> DATA SHOWN:
#[cfg(test)]
mod reionization_test {
    use super::*;
    use crate::unit_test_global::{BACKGROUND, PRECISION, RECOMBINATION, REIONIZATION_Z11};
    use approx::assert_relative_eq;

    fn run(input: ReionizationInput) -> Result<ReionizationHistory, ThermoError> {
        reionization_camb(
            input,
            &PRECISION,
            &*BACKGROUND,
            &RECOMBINATION,
            IndexRegistry::full(),
        )
    }

    #[test]
    fn test_redshift_input() {
        let history = &*REIONIZATION_Z11;
        let table = &history.table;
        assert_eq!(table.z()[0], 0.);
        assert_eq!(history.parameters.z_start, 15.);
        assert_eq!(*table.z().last().unwrap(), 15.);
        assert!(
            history.optical_depth > 0.05 && history.optical_depth < 0.1,
            "tau = {}",
            history.optical_depth
        );

        let xe = table.column(ReionizationQuantity::Xe).unwrap();
        assert_relative_eq!(xe[0], 1. + 2. * RECOMBINATION.coefficients.f_he);
        assert_relative_eq!(*xe.last().unwrap(), history.parameters.xe_before);
    }

    #[test]
    fn test_sampling_resolves_the_step() {
        let history = &*REIONIZATION_Z11;
        let dkappa_dz = history.table.column(ReionizationQuantity::DkappaDz).unwrap();
        let sampling = PRECISION.reionization_sampling;
        for w in dkappa_dz.windows(2) {
            assert!(((w[0] - w[1]) / w[1]).abs() < sampling);
        }
        let z = history.table.z();
        assert!(z
            .windows(2)
            .all(|w| w[1] - w[0] <= PRECISION.reionization_max_step + 1e-12));
    }

    #[test]
    fn test_temperature_is_heated() {
        let history = &*REIONIZATION_Z11;
        let table = &history.table;
        let tb = table.column(ReionizationQuantity::Tb).unwrap();
        assert!(tb.iter().all(|&t| t > 0.));
        let start = table.len() - 1;
        let recombination = &RECOMBINATION.table;
        let row_15 = recombination.z().partition_point(|&v| v < 15.);
        assert_eq!(
            tb[start],
            recombination.value(row_15, RecombinationQuantity::Tb).unwrap()
        );

        // cb2 only turns negative where Compton heating makes Tb rise with time
        let cb2 = table.column(ReionizationQuantity::Cb2).unwrap();
        assert!(cb2.iter().all(|v| v.is_finite()));
        assert!(cb2[0] > 0. && cb2[start] > 0.);
        let heated: Vec<usize> = (1..table.len()).filter(|&i| cb2[i] < 0.).collect();
        assert!(!heated.is_empty());
        for i in heated {
            assert!(tb[i - 1] > tb[i], "cb2 < 0 without heating at z = {}", table.z()[i]);
        }
    }

    #[test]
    fn test_sampling_starts_at_profile_start() {
        // a start redshift between two recombination grid points is sampled exactly
        let history = run(ReionizationInput::Redshift(8.3)).unwrap();
        let z_start = history.parameters.z_start;
        assert_relative_eq!(z_start, 12.3);
        assert_eq!(*history.table.z().last().unwrap(), z_start);
        assert_relative_eq!(
            *history.table.column(ReionizationQuantity::Xe).unwrap().last().unwrap(),
            history.parameters.xe_before
        );

        // the whole profile is integrated even when it starts below the first grid step
        let early = run(ReionizationInput::Redshift(0.)).unwrap();
        assert!(early.optical_depth > 0., "tau = {}", early.optical_depth);
        let later = run(ReionizationInput::Redshift(0.5)).unwrap();
        assert!(later.optical_depth > early.optical_depth);
    }

    #[test]
    fn test_optical_depth_input() {
        let target = 0.066;
        let history = run(ReionizationInput::OpticalDepth(target)).unwrap();
        let z_reio = history.parameters.z_reio;
        assert!(z_reio > 7. && z_reio < 10., "z_reio = {z_reio}");
        let tolerance = PRECISION.reionization_optical_depth_tol;
        assert!(
            (history.optical_depth - target).abs() <= tolerance * target,
            "tau = {}",
            history.optical_depth
        );

        let forward = run(ReionizationInput::Redshift(z_reio)).unwrap();
        assert_relative_eq!(forward.optical_depth, history.optical_depth, max_relative = 1e-12);
    }

    #[test]
    fn test_unreachable_optical_depth() {
        assert!(matches!(
            run(ReionizationInput::OpticalDepth(5.)),
            Err(ThermoError::UnreachableOpticalDepth { .. })
        ));
        for target in [1e-4, 1e-8] {
            let err = run(ReionizationInput::OpticalDepth(target)).unwrap_err();
            let ThermoError::UnreachableOpticalDepth { tau_min, .. } = err else {
                panic!("unexpected error {err}");
            };
            assert!(tau_min > target, "tau_min = {tau_min}");
        }
    }

    #[test]
    fn test_missed_optical_depth_is_rejected() {
        assert!(check_optical_depth(&PRECISION, 0.066, 8., 0.066 * (1. + 1e-6)).is_ok());
        assert!(matches!(
            check_optical_depth(&PRECISION, 0.066, 8., 0.),
            Err(ThermoError::NumericalDivergence { .. })
        ));
    }

    #[test]
    fn test_start_above_limit() {
        assert!(matches!(
            run(ReionizationInput::Redshift(47.)),
            Err(ThermoError::ConfigurationError(_))
        ));
    }
}
//! # Flat ΛCDM reference background
//!
//! A minimal background made of baryons, cold dark matter, photons, massless neutrinos and a
//! cosmological constant closing the budget (`Ω_Λ = 1 − Ω_m − Ω_r`).
//!
//! ## Overview
//!
//! * `H(z)` and its first two redshift derivatives are analytic.
//! * Conformal time `η(a) = ∫ da / (a² H)` and the sound horizon `r_s(a) = ∫ c_s dη` are
//!   tabulated once at construction on a uniform `ln a` grid with the trapezoidal rule, starting
//!   from the radiation-dominated solution `η = a / (H0 √Ω_r)` at `a = 10⁻¹⁴`. Queries interpolate
//!   the tables with a natural cubic spline.
//!
//! ## Example
//!
//! ```rust,no_run
//! use cosmotherm::background::lcdm::{LcdmBackground, LcdmParameters};
//! use cosmotherm::background::Background;
//!
//! let background = LcdmBackground::new(LcdmParameters::default()).unwrap();
//! let point = background.at_z(1100.0).unwrap();
//! println!("eta(z = 1100) = {} Mpc", point.conformal_time);
//! ```
use std::fmt;

use serde::{Deserialize, Serialize};
use tracing::debug;

use super::{Background, BackgroundPoint};
use crate::constants::{InvMpc, Redshift, C_LIGHT, G_NEWTON, MPC_OVER_M, PI, SIGMA_B};
use crate::numerics::spline::{CubicSpline, SplineBoundary};
use crate::thermo_errors::ThermoError;

/// Smallest tabulated scale factor.
const A_MIN: f64 = 1e-14;
/// Number of nodes of the `ln a` tables.
const N_LN_A: usize = 5000;
/// Hubble rate for `h = 1`, in km/s/Mpc.
const H100_KM_S_MPC: f64 = 100.;

/// Physical inputs of [`LcdmBackground`].
#[derive(Debug, Clone, Copy, PartialEq, Serialize, Deserialize)]
pub struct LcdmParameters {
    /// Reduced Hubble constant, `H0 = 100 h km/s/Mpc`.
    pub h: f64,
    /// Physical baryon density `Ω_b h²`.
    pub omega_b: f64,
    /// Physical cold dark matter density `Ω_cdm h²`.
    pub omega_cdm: f64,
    /// CMB temperature today in K.
    pub t_cmb: f64,
    /// Effective number of massless neutrino species.
    pub n_eff: f64,
}

impl Default for LcdmParameters {
    fn default() -> Self {
        LcdmParameters {
            h: 0.67556,
            omega_b: 0.022032,
            omega_cdm: 0.12038,
            t_cmb: 2.7255,
            n_eff: 3.046,
        }
    }
}

/// Flat ΛCDM background with tabulated conformal time and sound horizon.
#[derive(Debug, Clone)]
pub struct LcdmBackground {
    params: LcdmParameters,
    h0: InvMpc,
    omega0_b: f64,
    omega0_g: f64,
    omega0_r: f64,
    omega0_m: f64,
    omega0_lambda: f64,
    conformal_time: CubicSpline,
    sound_horizon: CubicSpline,
}

impl LcdmBackground {
    /// Build the background and tabulate its integrated quantities.
    ///
    /// Arguments
    /// -----------------
    /// * `params`: physical inputs.
    ///
    /// Return
    /// ----------
    /// * The background, or [`ThermoError::ConfigurationError`] when an input is out of its
    ///   physical range or when matter and radiation alone exceed the critical density.
    pub fn new(params: LcdmParameters) -> Result<Self, ThermoError> {
        let positive = |v: f64| v > 0.;
        if !(positive(params.h) && params.h <= 2.) {
            return Err(ThermoError::ConfigurationError(format!(
                "h must be in (0, 2], got {}",
                params.h
            )));
        }
        if !positive(params.omega_b) || !(params.omega_cdm >= 0.) {
            return Err(ThermoError::ConfigurationError(
                "omega_b must be > 0 and omega_cdm >= 0".into(),
            ));
        }
        if !positive(params.t_cmb) || !(params.n_eff >= 0.) {
            return Err(ThermoError::ConfigurationError(
                "t_cmb must be > 0 and n_eff >= 0".into(),
            ));
        }

        let h0 = params.h * H100_KM_S_MPC * 1e3 / C_LIGHT;
        let h0_si = h0 * C_LIGHT / MPC_OVER_M;
        let rho_crit_energy = 3. * h0_si * h0_si * C_LIGHT * C_LIGHT / (8. * PI * G_NEWTON);
        let rho_g_energy = 4. * SIGMA_B / C_LIGHT * params.t_cmb.powi(4);

        let h2 = params.h * params.h;
        let omega0_g = rho_g_energy / rho_crit_energy;
        let omega0_ur = params.n_eff * 7. / 8. * (4f64 / 11.).powf(4. / 3.) * omega0_g;
        let omega0_r = omega0_g + omega0_ur;
        let omega0_b = params.omega_b / h2;
        let omega0_m = (params.omega_b + params.omega_cdm) / h2;
        let omega0_lambda = 1. - omega0_m - omega0_r;
        if omega0_lambda < 0. {
            return Err(ThermoError::ConfigurationError(format!(
                "matter and radiation exceed the critical density (Omega_Lambda = {omega0_lambda:.4})"
            )));
        }

        let r_over_a = 3. * omega0_b / (4. * omega0_g);
        let (conformal_time, sound_horizon) =
            tabulate_integrals(h0, [omega0_r, omega0_m, omega0_lambda], r_over_a)?;

        let background = LcdmBackground {
            params,
            h0,
            omega0_b,
            omega0_g,
            omega0_r,
            omega0_m,
            omega0_lambda,
            conformal_time,
            sound_horizon,
        };

        debug!(
            "LCDM background: H0 = {:.6e} 1/Mpc, Omega_r = {:.4e}, Omega_m = {:.4}, Omega_Lambda = {:.4}",
            h0, omega0_r, omega0_m, omega0_lambda
        );
        Ok(background)
    }

    /// Physical inputs of this background.
    pub fn parameters(&self) -> &LcdmParameters {
        &self.params
    }

    /// Largest redshift covered by the conformal-time table.
    pub fn z_max(&self) -> Redshift {
        1. / A_MIN - 1.
    }

    /// Dimensionless `E² = H² / H0²` at `x = 1 + z`.
    #[inline]
    fn e2(&self, x: f64) -> f64 {
        e2([self.omega0_r, self.omega0_m, self.omega0_lambda], x)
    }

    fn check_range(&self, z: Redshift) -> Result<(), ThermoError> {
        let z_max = self.z_max();
        if !(z >= 0. && z <= z_max) {
            return Err(ThermoError::OutOfRangeQuery {
                z,
                z_min: 0.,
                z_max,
            });
        }
        Ok(())
    }
}

#[inline]
fn e2([omega_r, omega_m, omega_lambda]: [f64; 3], x: f64) -> f64 {
    omega_r * x.powi(4) + omega_m * x.powi(3) + omega_lambda
}

/// Tabulate `η(ln a)` and `r_s(ln a)` with the trapezoidal rule.
///
/// `r_over_a` is the baryon-to-photon momentum density ratio `R = 3ρ_b / (4ρ_γ)` divided by `a`.
fn tabulate_integrals(
    h0: InvMpc,
    omegas: [f64; 3],
    r_over_a: f64,
) -> Result<(CubicSpline, CubicSpline), ThermoError> {
    let ln_a_min = A_MIN.ln();
    let step = -ln_a_min / (N_LN_A - 1) as f64;
    let ln_a: Vec<f64> = (0..N_LN_A)
        .map(|i| {
            if i == N_LN_A - 1 {
                0.
            } else {
                ln_a_min + i as f64 * step
            }
        })
        .collect();

    // dη/d(ln a) and dr_s/d(ln a)
    let integrands = |lna: f64| {
        let a = lna.exp();
        let deta = 1. / (a * h0 * e2(omegas, 1. / a).sqrt());
        let cs = 1. / (3. * (1. + r_over_a * a)).sqrt();
        (deta, cs * deta)
    };

    let eta_start = A_MIN / (h0 * omegas[0].sqrt());
    let mut eta = Vec::with_capacity(N_LN_A);
    let mut rs = Vec::with_capacity(N_LN_A);
    eta.push(eta_start);
    rs.push(eta_start / 3f64.sqrt());

    let (mut deta_prev, mut drs_prev) = integrands(ln_a[0]);
    for i in 1..N_LN_A {
        let h = ln_a[i] - ln_a[i - 1];
        let (deta, drs) = integrands(ln_a[i]);
        eta.push(eta[i - 1] + 0.5 * h * (deta + deta_prev));
        rs.push(rs[i - 1] + 0.5 * h * (drs + drs_prev));
        deta_prev = deta;
        drs_prev = drs;
    }

    Ok((
        CubicSpline::new(ln_a.clone(), eta, SplineBoundary::Natural)?,
        CubicSpline::new(ln_a, rs, SplineBoundary::Natural)?,
    ))
}

impl Background for LcdmBackground {
    fn at_z(&self, z: Redshift) -> Result<BackgroundPoint, ThermoError> {
        self.check_range(z)?;
        let x = 1. + z;
        let h0_2 = self.h0 * self.h0;
        let hubble = self.h0 * self.e2(x).sqrt();
        let dhubble_dz =
            h0_2 * (4. * self.omega0_r * x.powi(3) + 3. * self.omega0_m * x * x) / (2. * hubble);
        let d2hubble_dz2 = (h0_2 * (12. * self.omega0_r * x * x + 6. * self.omega0_m * x) / 2.
            - dhubble_dz * dhubble_dz)
            / hubble;

        let ln_a = -z.ln_1p();
        Ok(BackgroundPoint {
            a: 1. / x,
            hubble,
            dhubble_dz,
            d2hubble_dz2,
            rho_b: h0_2 * self.omega0_b * x.powi(3),
            rho_g: h0_2 * self.omega0_g * x.powi(4),
            conformal_time: self.conformal_time.evaluate(ln_a)?,
            sound_horizon: self.sound_horizon.evaluate(ln_a)?,
        })
    }

    fn hubble_today(&self) -> InvMpc {
        self.h0
    }

    fn omega0_b(&self) -> f64 {
        self.omega0_b
    }

    fn hubble(&self, z: Redshift) -> Result<InvMpc, ThermoError> {
        self.check_range(z)?;
        Ok(self.h0 * self.e2(1. + z).sqrt())
    }
}

impl fmt::Display for LcdmBackground {
    fn fmt(&self, f: &mut fmt::Formatter<'_>) -> fmt::Result {
        write!(
            f,
            "LcdmBackground(h={:.5}, omega_b={:.5}, omega_cdm={:.5}, T_cmb={:.4}K, N_eff={:.3}, Omega_Lambda={:.4})",
            self.params.h,
            self.params.omega_b,
            self.params.omega_cdm,
            self.params.t_cmb,
            self.params.n_eff,
            self.omega0_lambda
        )
    }
}
/// Right-hand side of the RECFAST system for one integration call.
///
/// State: `y = (x_H, x_He, T_mat)`, independent variable: redshift.
pub struct RecfastSystem<'a> {
    coefficients: &'a RecfastCoefficients,
    background: &'a dyn Background,
}

/// Case-B recombination rate fits evaluated at one matter temperature.
struct Rates {
    rdown: f64,
    rup: f64,
    rdown_he: f64,
    rup_he: f64,
    rdown_trip: f64,
    rup_trip: f64,
}

impl<'a> RecfastSystem<'a> {
    pub fn new(coefficients: &'a RecfastCoefficients, background: &'a dyn Background) -> Self {
        RecfastSystem {
            coefficients,
            background,
        }
    }

    fn rates(&self, tmat: f64) -> Rates {
        let c = self.coefficients;
        let t4 = tmat / 1e4;
        let rdown = 1e-19 * A_PPB * t4.powf(B_PPB) / (1. + C_PPB * t4.powf(D_PPB));
        let saha_factor = (c.cr * tmat).powf(1.5);
        let rup = rdown * saha_factor * (-c.cdb / tmat).exp();

        let sq_0 = (tmat / T_0).sqrt();
        let sq_1 = (tmat / T_1).sqrt();
        let rdown_he = A_VF / (sq_0 * (1. + sq_0).powf(1. - B_VF) * (1. + sq_1).powf(1. + B_VF));
        let rup_he = 4. * rdown_he * saha_factor * (-c.cdb_he / tmat).exp();

        let rdown_trip =
            A_TRIP / (sq_0 * (1. + sq_0).powf(1. - B_TRIP) * (1. + sq_1).powf(1. + B_TRIP));
        let hc_over_kt = H_PLANCK * C_LIGHT / (K_BOLTZMANN * tmat);
        let rup_trip = rdown_trip * (-hc_over_kt * L_HE2ST_ION).exp() * saha_factor * 4. / 3.;

        Rates {
            rdown,
            rup,
            rdown_he,
            rup_he,
            rdown_trip,
            rup_trip,
        }
    }

    /// Doppler-broadened optical depth parameter of a helium line, used with the continuum
    /// opacity correction.
    fn gamma_2p(&self, x_h: f64, x_he: f64, tmat: f64, a2p: f64, sigma: f64, wavenumber: f64) -> f64 {
        let c = self.coefficients;
        let doppler = C_LIGHT
            * wavenumber
            * (2. * K_BOLTZMANN * tmat / (M_H * NOT4 * C_LIGHT * C_LIGHT)).sqrt();
        3. * a2p * c.f_he * (1. - x_he) * C_LIGHT * C_LIGHT
            / (PI.sqrt() * sigma * 8. * PI * doppler * (1. - x_h))
            / (C_LIGHT * wavenumber).powi(2)
    }
}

> PROBLEM REQUIREMENTS: Write out each line above with the word "positive".

> EXERCISE SOLUTION:
        let positive = |v: f64| v > 0.;
        if !(positive(params.h) && params.h <= 2.) {
        if !positive(params.omega_b) || !(params.omega_cdm >= 0.) {
        if !positive(params.t_cmb) || !(params.n_eff >= 0.) {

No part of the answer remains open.